A ré contestou, invocando o pagamento e a prescrição dos juros de mora, bem como deduziu defesa por impugnação.
Em síntese, alegou que efetuou o pagamento dos créditos à massa insolvente, por lhe ter sido ordenado que o fizesse, em despacho proferido no processo de insolvência, o qual transitou em julgado, pelo que requer ainda, a final, a intervenção da massa insolvente nos presentes autos.
A autora respondeu às excepções, pugnando pela sua improcedência.
Em despacho proferido, foi rejeitada a intervenção da massa insolvente.
Foi suspensa a instância, até que fosse encerrada a liquidação, no âmbito do referido processo de insolvência, onde o crédito do autor foi verificado e graduado, tendo entretanto sido informado que este não obteve qualquer pagamento naqueles autos.
Por sentença de 12.03.2019, a acção foi julgada improcedente e a ré absolvida do pedido.

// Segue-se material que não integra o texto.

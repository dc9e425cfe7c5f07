//! Links an external provider subject to a local user.

use sea_orm::entity::prelude::*;
use serde::{Deserialize, Serialize};
use time::OffsetDateTime;

#[derive(Clone, Debug, PartialEq, DeriveEntityModel, Serialize, Deserialize)]
#[sea_orm(table_name = "ip_access_token")]
pub struct Model {
    #[sea_orm(primary_key, auto_increment = false)]
    pub id: String,
    pub user_id: String,
    /// Subject claim issued by the provider
    pub sub_id: String,
    pub identity_provider_id: String,
    /// Latest access token issued by the provider
    #[serde(skip_serializing)]
    pub token: String,
    #[serde(skip_serializing)]
    pub refresh_token: Option<String>,
    pub status: String,
    pub created_at: OffsetDateTime,
    pub updated_at: OffsetDateTime,
}

#[derive(Copy, Clone, Debug, EnumIter, DeriveRelation)]
pub enum Relation {
    #[sea_orm(
        belongs_to = "super::user::Entity",
        from = "Column::UserId",
        to = "super::user::Column::Id"
    )]
    User,
    #[sea_orm(
        belongs_to = "super::identity_provider::Entity",
        from = "Column::IdentityProviderId",
        to = "super::identity_provider::Column::Id"
    )]
    IdentityProvider,
}

impl Related<super::user::Entity> for Entity {
    fn to() -> RelationDef {
        Relation::User.def()
    }
}

impl Related<super::identity_provider::Entity> for Entity {
    fn to() -> RelationDef {
        Relation::IdentityProvider.def()
    }
}

impl ActiveModelBehavior for ActiveModel {}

Por acórdão de 19 de Maio de 2020, foi proferido o seguinte dispositivo: “julga-se improcedente a apelação e, embora com distinta fundamentação, confirma-se a decisão proferida pelo senhor Juiz do Tribunal de 1.ª Instância”.
A autora recorreu tendo formulado as seguintes CONCLUSÕES: 1. Vem o presente recurso interposto do acórdão proferido pelo Tribunal da Relação de Lisboa em 19/05/2020, que, julgando a apelação improcedente, ainda que com fundamentação distinta, confirmou a decisão de 1.ª Instância de absolvição da ré/recorrida do pedido.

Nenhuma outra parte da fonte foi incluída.